Между прочим, достиг этот шум ушей Шелеста, бывшего Первого человека Украины, к тому времени — пенсионера, то есть, по нашим меркам, канувшего в небытие. При Сталине в отношении «бывших» решалось фундаментально и просто, если канул, так уж канул без следа: «Бубнов Андрей Сергеевич… 1 августа 1938 г. военной коллегией Верховного суда СССР приговорен к расстрелу, и в тот же день расстрелян… Рыков Алексей Иванович… 13 марта 1938 г. приговорен к расстрелу, расстрелян 15 марта этого же года…» И все, кто знал и близок был, и соприкасался, и соприкасался с теми, кто соприкасался, — всех, всех заодно уж…
Вот так усадили ныне в инфекционное отделение на Соколиной горе всех пассажиров огромного самолета, и экипаж, и тех, кто успел с ними как-то соприкоснуться: один пассажир заразился в Индии холерой, замели всех. Только ни холера, ни чума не уносила и в средние века столько, сколько у нас унесено.

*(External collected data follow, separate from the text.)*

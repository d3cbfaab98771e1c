//! Fork-choice engine: header insertion, finalization, and SPV checks.
//!
//! [`LightClient`] owns a [`ChainStore`] and is its only writer. Insertion
//! validates each header against the fork it extends; finalization is a
//! separate step ([`LightClient::finalize`]) that the caller runs after each
//! insert, or once per batch through [`LightClient::insert_and_finalize`].

use std::fmt;

use btclight_core::ancestor::AncestorView;
use btclight_core::chain_store::{ChainStore, MemoryChainStore};
use btclight_core::constants::NetworkParams;
use btclight_core::balance;
use btclight_core::error::{BalanceError, LightClientError, MerkleError};
use btclight_core::header_validation::{self, HeaderContext};
use btclight_core::spv::{self, SpvProof, SpvStatus};
use btclight_core::types::{BlockHeader, Hash256, LightBlock};
use primitive_types::U256;
use tracing::{info, warn};

use crate::checkpoint::{self, FinalizeOutcome};

/// Everything a batch changed in the store, in the order it happened.
///
/// Filled even when the batch stops early, so a persistence layer can write
/// the headers that were accepted before the failure.
#[derive(Debug, Clone, Default, PartialEq, Eq)]
pub struct ChangeSet {
    /// Accepted blocks, in insertion order.
    pub inserted: Vec<LightBlock>,
    /// Blocks added to the height index, lowest first.
    pub finalized: Vec<LightBlock>,
    /// Hashes removed by pruning.
    pub pruned: Vec<Hash256>,
    /// Latest checkpoint, if it moved.
    pub checkpoint: Option<LightBlock>,
}

impl ChangeSet {
    pub fn is_empty(&self) -> bool {
        self.inserted.is_empty() && self.pruned.is_empty() && self.checkpoint.is_none()
    }

    fn absorb(&mut self, outcome: FinalizeOutcome) {
        if outcome.checkpoint.is_some() {
            self.checkpoint = outcome.checkpoint;
        }
        self.finalized.extend(outcome.finalized);
        self.pruned.extend(outcome.pruned);
    }
}

/// Bitcoin header light client.
///
/// Tracks every fork that descends from the checkpoint, keeps the best one
/// by cumulative work, and finalizes it once it leads the checkpoint by
/// `max_fork_age` blocks.
pub struct LightClient<S: ChainStore> {
    params: NetworkParams,
    store: S,
    max_fork_age: u64,
    clock: Box<dyn Fn() -> u64 + Send + Sync>,
}

impl<S: ChainStore> fmt::Debug for LightClient<S> {
    fn fmt(&self, f: &mut fmt::Formatter<'_>) -> fmt::Result {
        f.debug_struct("LightClient")
            .field("network", &self.params.network)
            .field("max_fork_age", &self.max_fork_age)
            .field("blocks", &self.store.block_count())
            .finish_non_exhaustive()
    }
}

impl LightClient<MemoryChainStore> {
    /// Seed an in-memory client from a run of consecutive headers.
    ///
    /// See [`checkpoint::seed`] for where the checkpoint lands.
    pub fn bootstrap(
        params: NetworkParams,
        start_height: u64,
        headers: &[BlockHeader],
        max_fork_age: u64,
    ) -> Result<Self, LightClientError> {
        let mut store = MemoryChainStore::new();
        checkpoint::seed(&mut store, start_height, headers, max_fork_age)?;
        Self::new(params, store, max_fork_age)
    }
}

impl<S: ChainStore> LightClient<S> {
    /// Create a client over `store` using the system clock.
    pub fn new(params: NetworkParams, store: S, max_fork_age: u64) -> Result<Self, LightClientError> {
        Self::with_clock(params, store, max_fork_age, || {
            std::time::SystemTime::now()
                .duration_since(std::time::UNIX_EPOCH)
                .unwrap_or_default()
                .as_secs()
        })
    }

    /// Create a client with a custom clock for testing.
    pub fn with_clock(
        params: NetworkParams,
        store: S,
        max_fork_age: u64,
        clock: impl Fn() -> u64 + Send + Sync + 'static,
    ) -> Result<Self, LightClientError> {
        if max_fork_age == 0 {
            return Err(LightClientError::InvalidMaxForkAge);
        }
        Ok(Self {
            params,
            store,
            max_fork_age,
            clock: Box::new(clock),
        })
    }

    pub fn params(&self) -> &NetworkParams {
        &self.params
    }

    pub fn max_fork_age(&self) -> u64 {
        self.max_fork_age
    }

    /// Read access to the underlying store.
    pub fn store(&self) -> &S {
        &self.store
    }

    /// Validate `header` and attach it to its parent's fork.
    ///
    /// Extending a fork head moves the head to the new block; attaching to
    /// any other retained block starts a new fork. Does not finalize.
    ///
    /// # Errors
    ///
    /// - [`LightClientError::DuplicateBlock`] if the header is already stored
    /// - [`LightClientError::ParentBlockNotInChain`] if the parent is unknown
    /// - [`LightClientError::ForkTooOld`] if the parent cannot reach the
    ///   checkpoint within `max_fork_age` blocks
    /// - [`LightClientError::Consensus`] if a consensus rule fails
    ///
    /// The store is unchanged on error.
    pub fn insert_header(&mut self, header: BlockHeader) -> Result<LightBlock, LightClientError> {
        let hash = header.hash();
        if self.store.contains_block(&hash) {
            return Err(LightClientError::DuplicateBlock(hash.to_string()));
        }
        let parent = self
            .store
            .light_block_by_hash(&header.prev_block)
            .ok_or_else(|| LightClientError::ParentBlockNotInChain(header.prev_block.to_string()))?;

        // Parent first, checkpoint last.
        let fork = checkpoint::fork_to_checkpoint(&self.store, &parent.hash(), self.max_fork_age)?;
        let view = AncestorView::from_fork(&fork, &self.store).ok_or_else(|| {
            LightClientError::InvariantViolation(format!("empty fork for parent {}", parent.hash()))
        })?;
        let ctx = HeaderContext { parent: view, current_time: (self.clock)() };
        header_validation::validate_header(&self.params, &header, &ctx)?;

        let parent_was_head = self.store.is_fork_head(&parent.hash());
        let lb = self.store.add_block(&parent, header);
        if parent_was_head {
            self.store.set_fork_head(parent.hash(), false);
        }
        self.store.set_fork_head(hash, true);

        info!(height = lb.height, %hash, new_fork = !parent_was_head, "light_client: header accepted");
        Ok(lb)
    }

    /// Insert headers in order without finalizing.
    ///
    /// Stops at the first rejection; headers before it stay inserted.
    ///
    /// # Errors
    ///
    /// [`LightClientError::BatchRejected`] carrying the index and cause.
    pub fn insert_headers(&mut self, headers: &[BlockHeader]) -> Result<Vec<LightBlock>, LightClientError> {
        let mut inserted = Vec::with_capacity(headers.len());
        for (index, header) in headers.iter().enumerate() {
            match self.insert_header(*header) {
                Ok(lb) => inserted.push(lb),
                Err(e) => return Err(reject(index, e)),
            }
        }
        Ok(inserted)
    }

    /// Advance the checkpoint if the best fork is old enough, pruning forks
    /// left behind.
    ///
    /// # Errors
    ///
    /// [`LightClientError::InvariantViolation`] when the store is corrupt.
    pub fn finalize(&mut self) -> Result<FinalizeOutcome, LightClientError> {
        checkpoint::advance(&mut self.store, self.max_fork_age)
    }

    /// Insert each header and finalize after it, recording changes in `changes`.
    ///
    /// Stops at the first rejected header. Headers accepted before it stay
    /// inserted and finalized.
    ///
    /// # Errors
    ///
    /// [`LightClientError::BatchRejected`] for a rejected header, or
    /// [`LightClientError::InvariantViolation`] if finalization fails.
    pub fn insert_and_finalize(
        &mut self,
        headers: &[BlockHeader],
        changes: &mut ChangeSet,
    ) -> Result<(), LightClientError> {
        for (index, header) in headers.iter().enumerate() {
            let lb = self.insert_header(*header).map_err(|e| reject(index, e))?;
            changes.inserted.push(lb);
            changes.absorb(self.finalize()?);
        }
        Ok(())
    }

    /// Check an inclusion proof against the stored header chain.
    pub fn verify_spv(&self, proof: &SpvProof) -> SpvStatus {
        let Some(block) = self.store.light_block_by_hash(&proof.block_hash) else {
            return SpvStatus::Invalid;
        };
        if proof.merkle_root() != Some(block.header.merkle_root) {
            return SpvStatus::Invalid;
        }
        self.finality(&block)
    }

    /// [`verify_spv`](Self::verify_spv) for each proof, in input order.
    pub fn verify_spv_batch(&self, proofs: &[SpvProof]) -> Vec<SpvStatus> {
        proofs.iter().map(|p| self.verify_spv(p)).collect()
    }

    /// Check `txid` against `gettxoutproof` output.
    ///
    /// # Errors
    ///
    /// Any [`MerkleError`] from decoding the proof, including
    /// [`MerkleError::NotInMerkleTree`] when the proof does not cover `txid`.
    pub fn verify_tx_out_proof(&self, proof_hex: &str, txid: &Hash256) -> Result<SpvStatus, MerkleError> {
        let proof = SpvProof::from_tx_out_proof(proof_hex, txid)?;
        Ok(self.verify_spv(&proof))
    }

    /// Check a flat `siblings` path (concatenated 32-byte hashes) for `txid`
    /// at `tx_index` in block `block_hash`.
    pub fn verify_merkle_path(
        &self,
        block_hash: &Hash256,
        txid: &Hash256,
        tx_index: u32,
        siblings: &[u8],
    ) -> SpvStatus {
        let Some(block) = self.store.light_block_by_hash(block_hash) else {
            return SpvStatus::Invalid;
        };
        let mut proof = Vec::with_capacity(64 + siblings.len());
        proof.extend_from_slice(txid.as_bytes());
        proof.extend_from_slice(siblings);
        proof.extend_from_slice(block.header.merkle_root.as_bytes());
        if !spv::verify_hash256_merkle(&proof, tx_index) {
            return SpvStatus::Invalid;
        }
        self.finality(&block)
    }

    /// Satoshis paid to `address` by the raw transaction `tx_hex`, once the
    /// transaction is proven in a finalized block.
    ///
    /// The decoded transaction must hash to `proof.tx_id` and the proof must
    /// be [`SpvStatus::Valid`]. The address is read under this client's
    /// network.
    ///
    /// # Errors
    ///
    /// [`BalanceError::TxIdMismatch`] when the transaction is not the one
    /// proven, [`BalanceError::ProofNotValid`] for an unknown block, a bad
    /// path, or a block above the checkpoint. Decoding and address errors
    /// pass through from [`balance`].
    pub fn verify_balance(&self, tx_hex: &str, address: &str, proof: &SpvProof) -> Result<u64, BalanceError> {
        let tx = balance::decode_transaction(tx_hex)?;
        let txid = balance::transaction_id(&tx);
        if txid != proof.tx_id {
            return Err(BalanceError::TxIdMismatch { tx: txid.to_string(), proof: proof.tx_id.to_string() });
        }
        match self.verify_spv(proof) {
            SpvStatus::Valid => balance::address_balance(&tx, address, self.params.network),
            status => Err(BalanceError::ProofNotValid(status)),
        }
    }

    fn finality(&self, block: &LightBlock) -> SpvStatus {
        match self.store.checkpoint() {
            Some(cp) if block.height <= cp.height => SpvStatus::Valid,
            _ => SpvStatus::PartialValid,
        }
    }

    // ------------------------------------------------------------------
    // Queries
    // ------------------------------------------------------------------

    pub fn contains_block(&self, hash: &Hash256) -> bool {
        self.store.contains_block(hash)
    }

    /// Latest finalized block.
    pub fn checkpoint(&self) -> Option<LightBlock> {
        self.store.checkpoint()
    }

    /// Fork head with the most cumulative work.
    pub fn best_fork(&self) -> Option<LightBlock> {
        self.store.best_fork()
    }

    /// All fork heads, highest first.
    pub fn fork_heads(&self) -> Vec<LightBlock> {
        let mut heads: Vec<LightBlock> = self
            .store
            .fork_head_hashes()
            .iter()
            .filter_map(|h| self.store.light_block_by_hash(h))
            .collect();
        heads.sort_by(|a, b| b.height.cmp(&a.height).then_with(|| a.hash().cmp(&b.hash())));
        heads
    }

    /// Finalized block at `height`.
    pub fn block_at_height(&self, height: u64) -> Option<LightBlock> {
        self.store.light_block_at_height(height)
    }

    pub fn block_by_hash(&self, hash: &Hash256) -> Option<LightBlock> {
        self.store.light_block_by_hash(hash)
    }

    pub fn total_work(&self, hash: &Hash256) -> Option<U256> {
        self.store.total_work(hash)
    }
}

fn reject(index: usize, e: LightClientError) -> LightClientError {
    warn!(index, error = %e, "light_client: header rejected");
    LightClientError::BatchRejected { index, source: Box::new(e) }
}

Это уж Хрущев, возможно, и свою судьбу провидя, завел мягкие порядки: соратников не казнить, а со всеми удобствами отправлять на пенсию. Они вскоре и отправили его, а потом друг друга начали ссаживать с кресел, и вот бывший Первый Украины, как все бывшие, обрел местожительство в Москве, а не среди облагодетельствованного им народа, который в праздники, ликуя, нес над собой многочисленные его портреты, омоложенные лет эдак на пятнадцать, полагая простодушно, что на себя нынешнего даже и ему смотреть не захочется. И живой Шелест, в шляпе, в окружении сподвижников, жестом руки приветствовал свои портреты и колонны трудящихся. Все это было, а теперь бывшим стал он и захотел на досуге посмотреть наш спектакль. Он не помнил, разумеется, что подобно тому, как Гришин движением пальца усек здания, он тоже чуть было не запретил фильм по моему сценарию. Сам он фильма не видел, но кто-то что-то нашептал ему в ухо, он тут же приставил к уху трубку правительственного телефона в Киеве, а зазвонило в Москве.
Тогда, как говорилось, правила династия Романовых: один Романов сидел в Ленинграде, другой возглавлял цензуру, а третий Романов удобно расположился в кресле председателя комитета по кинематографии, и всем троим кресла были велики.
Вот у кинематографического Романова и раздался телефонный звонок. А он уже имел неосторожность похвалить фильм и даже торжественно пригласил к себе в кабинет режиссера и меня, и был принесен чай (ему одному!), и он, отвалясь в кресле, со вкусом прихлебывая из стакана в серебряном подстаканнике, поздравлял, делился умозаключениями, я даже подумал, грешным делом, нет ли чего стыдного в фильме, если он так хвалит. Но раздался звонок из Киева, и все произошло, как в известной частушке: «Я любил тебя, Маланья, до партийного собранья, как открылись прения, изменилось мнение». И вот от недавно еще грозного Шелеста звонят, просят билетик на спектакль.
Я стоял в фойе, издали смотрел, как в общей толчее он проходит в зал, приметной была его круглая, наголо бритая голова с большими губами и складкой на шее, под затылком. Но в дверях по-деловому поспешающий заместитель министра культуры Воронков оттеснил его, проще сказать, локтем отодвинул и прошел сам, не извинившись, не оглянувшись даже. Чиновный человек и Шелеста не заметил!
Был Воронков из комсомольской рати, а комсомол, как известно, готовил кадры не только для партии, но и для Комитета государственной безопасности. И поместили Воронкова в Союз писателей на должность секретаря по оргвопросам, все звонки и распоряжения «сверху» шли через него, на всем требовалась его виза. Мог ли он при такой должности писателем не сделаться? Автор нашелся, он — соавтор, и оба они стали лауреатами премии Ленинского комсомола, откуда Воронков и был родом.